* Task to carry out *
Give back the entries verbatim.

(Stored data entries)
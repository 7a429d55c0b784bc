use std::fs;
use std::io;
use std::path::{Path, PathBuf};

use mine_crawl_system_encounter::Tuning;
use mine_crawl_world::{BuildError, WorldConfig};
use serde::Deserialize;
use thiserror::Error;

/// Parameters of a single Mine Crawl session.
#[derive(Clone, Debug, PartialEq, Deserialize)]
#[serde(default, deny_unknown_fields)]
pub struct SessionConfig {
    /// Seed every random stream of the session derives from.
    pub seed: u64,
    /// Height of the complete binary room tree.
    pub tree_height: i32,
    /// Width shared by every room.
    pub room_width: f32,
    /// Height shared by every room.
    pub room_height: f32,
    /// Keys the player holds from the start, such as the golden key for
    /// practice runs with an open exit.
    pub starting_keys: Vec<String>,
    /// Spawn curve of the encounter system.
    pub encounter: Tuning,
}

impl Default for SessionConfig {
    fn default() -> Self {
        Self {
            seed: 0,
            tree_height: 3,
            room_width: 950.0,
            room_height: 650.0,
            starting_keys: Vec::new(),
            encounter: Tuning::default(),
        }
    }
}

impl SessionConfig {
    /// Parses a configuration from TOML, filling omitted keys with defaults.
    pub fn from_toml_str(contents: &str) -> Result<Self, ConfigError> {
        Ok(toml::from_str(contents)?)
    }

    /// Reads and parses a TOML configuration file.
    pub fn from_path(path: &Path) -> Result<Self, ConfigError> {
        let contents = fs::read_to_string(path).map_err(|source| ConfigError::Io {
            path: path.to_path_buf(),
            source,
        })?;
        Self::from_toml_str(&contents)
    }

    pub(crate) fn world_config(&self, seed: u64) -> WorldConfig {
        WorldConfig {
            tree_height: self.tree_height,
            room_width: self.room_width,
            room_height: self.room_height,
            seed,
            starting_keys: self.starting_keys.clone(),
        }
    }
}

/// Errors raised while loading a configuration or building its session.
#[derive(Debug, Error)]
pub enum ConfigError {
    /// The configuration file could not be read.
    #[error("failed to read config file {path}: {source}")]
    Io {
        /// Path of the unreadable file.
        path: PathBuf,
        /// Underlying I/O failure.
        #[source]
        source: io::Error,
    },
    /// The configuration is not valid TOML or has unexpected keys.
    #[error("invalid session config: {0}")]
    Parse(#[from] toml::de::Error),
    /// The configured dungeon cannot be built.
    #[error(transparent)]
    Build(#[from] BuildError),
}
use std::collections::HashSet;

use mine_crawl_core::{ChoiceKind, Command, Event};
use mine_crawl_system_leveling::{Leveling, OFFER_SIZE};
use mine_crawl_world::{self as world, query, World, WorldConfig};

fn world() -> World {
    World::new(&WorldConfig::default()).expect("world")
}

#[test]
fn catalog_offers_draw_from_both_pools() {
    let world = world();
    let pool = query::perk_choices(&world);
    assert_eq!(pool.len(), 8);

    let mut leveling = Leveling::new(12);
    let mut kinds = HashSet::new();
    for level in 2..40 {
        let mut commands = Vec::new();
        leveling.handle(&[Event::PerkChoiceNeeded { level }], &pool, &mut commands);
        let [Command::OfferPerks { choices }] = commands.as_slice() else {
            panic!("unexpected commands: {commands:?}");
        };
        assert_eq!(choices.len(), OFFER_SIZE);
        for choice in choices {
            assert!(pool.contains(choice));
            let _ = kinds.insert(choice.kind);
        }
    }
    assert!(kinds.contains(&ChoiceKind::Weapon));
    assert!(kinds.contains(&ChoiceKind::Passive));
}

#[test]
fn unrelated_events_are_ignored() {
    let world = world();
    let mut commands = Vec::new();
    Leveling::new(1).handle(
        &[Event::PlayerLeveledUp { level: 2 }],
        &query::perk_choices(&world),
        &mut commands,
    );
    assert!(commands.is_empty());
}

#[test]
fn offers_without_an_open_level_up_are_dropped() {
    let mut world = world();
    let mut events = Vec::new();
    let choices = query::perk_choices(&world);
    world::apply(&mut world, Command::OfferPerks { choices }, &mut events);
    assert!(events.is_empty());
    assert!(query::open_offer(&world).is_none());
}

* Task result *
repository 7a429d55c0b784bc
use std::fs;
use std::io;
use std::path::{Path, PathBuf};

use mine_crawl_system_encounter::Tuning;
use mine_crawl_world::{BuildError, WorldConfig};
use serde::Deserialize;
use thiserror::Error;

/// Parameters of a single Mine Crawl session.
#[derive(Clone, Debug, PartialEq, Deserialize)]
#[serde(default, deny_unknown_fields)]
pub struct SessionConfig {
    /// Seed every random stream of the session derives from.
    pub seed: u64,
    /// Height of the complete binary room tree.
    pub tree_height: i32,
    /// Width shared by every room.
    pub room_width: f32,
    /// Height shared by every room.
    pub room_height: f32,
    /// Keys the player holds from the start, such as the golden key for
    /// practice runs with an open exit.
    pub starting_keys: Vec<String>,
    /// Spawn curve of the encounter system.
    pub encounter: Tuning,
}

impl Default for SessionConfig {
    fn default() -> Self {
        Self {
            seed: 0,
            tree_height: 3,
            room_width: 950.0,
            room_height: 650.0,
            starting_keys: Vec::new(),
            encounter: Tuning::default(),
        }
    }
}

impl SessionConfig {
    /// Parses a configuration from TOML, filling omitted keys with defaults.
    pub fn from_toml_str(contents: &str) -> Result<Self, ConfigError> {
        Ok(toml::from_str(contents)?)
    }

    /// Reads and parses a TOML configuration file.
    pub fn from_path(path: &Path) -> Result<Self, ConfigError> {
        let contents = fs::read_to_string(path).map_err(|source| ConfigError::Io {
            path: path.to_path_buf(),
            source,
        })?;
        Self::from_toml_str(&contents)
    }

    pub(crate) fn world_config(&self, seed: u64) -> WorldConfig {
        WorldConfig {
            tree_height: self.tree_height,
            room_width: self.room_width,
            room_height: self.room_height,
            seed,
            starting_keys: self.starting_keys.clone(),
        }
    }
}

/// Errors raised while loading a configuration or building its session.
#[derive(Debug, Error)]
pub enum ConfigError {
    /// The configuration file could not be read.
    #[error("failed to read config file {path}: {source}")]
    Io {
        /// Path of the unreadable file.
        path: PathBuf,
        /// Underlying I/O failure.
        #[source]
        source: io::Error,
    },
    /// The configuration is not valid TOML or has unexpected keys.
    #[error("invalid session config: {0}")]
    Parse(#[from] toml::de::Error),
    /// The configured dungeon cannot be built.
    #[error(transparent)]
    Build(#[from] BuildError),
}
use std::collections::HashSet;

use mine_crawl_core::{ChoiceKind, Command, Event};
use mine_crawl_system_leveling::{Leveling, OFFER_SIZE};
use mine_crawl_world::{self as world, query, World, WorldConfig};

fn world() -> World {
    World::new(&WorldConfig::default()).expect("world")
}

#[test]
fn catalog_offers_draw_from_both_pools() {
    let world = world();
    let pool = query::perk_choices(&world);
    assert_eq!(pool.len(), 8);

    let mut leveling = Leveling::new(12);
    let mut kinds = HashSet::new();
    for level in 2..40 {
        let mut commands = Vec::new();
        leveling.handle(&[Event::PerkChoiceNeeded { level }], &pool, &mut commands);
        let [Command::OfferPerks { choices }] = commands.as_slice() else {
            panic!("unexpected commands: {commands:?}");
        };
        assert_eq!(choices.len(), OFFER_SIZE);
        for choice in choices {
            assert!(pool.contains(choice));
            let _ = kinds.insert(choice.kind);
        }
    }
    assert!(kinds.contains(&ChoiceKind::Weapon));
    assert!(kinds.contains(&ChoiceKind::Passive));
}

#[test]
fn unrelated_events_are_ignored() {
    let world = world();
    let mut commands = Vec::new();
    Leveling::new(1).handle(
        &[Event::PlayerLeveledUp { level: 2 }],
        &query::perk_choices(&world),
        &mut commands,
    );
    assert!(commands.is_empty());
}

#[test]
fn offers_without_an_open_level_up_are_dropped() {
    let mut world = world();
    let mut events = Vec::new();
    let choices = query::perk_choices(&world);
    world::apply(&mut world, Command::OfferPerks { choices }, &mut events);
    assert!(events.is_empty());
    assert!(query::open_offer(&world).is_none());
}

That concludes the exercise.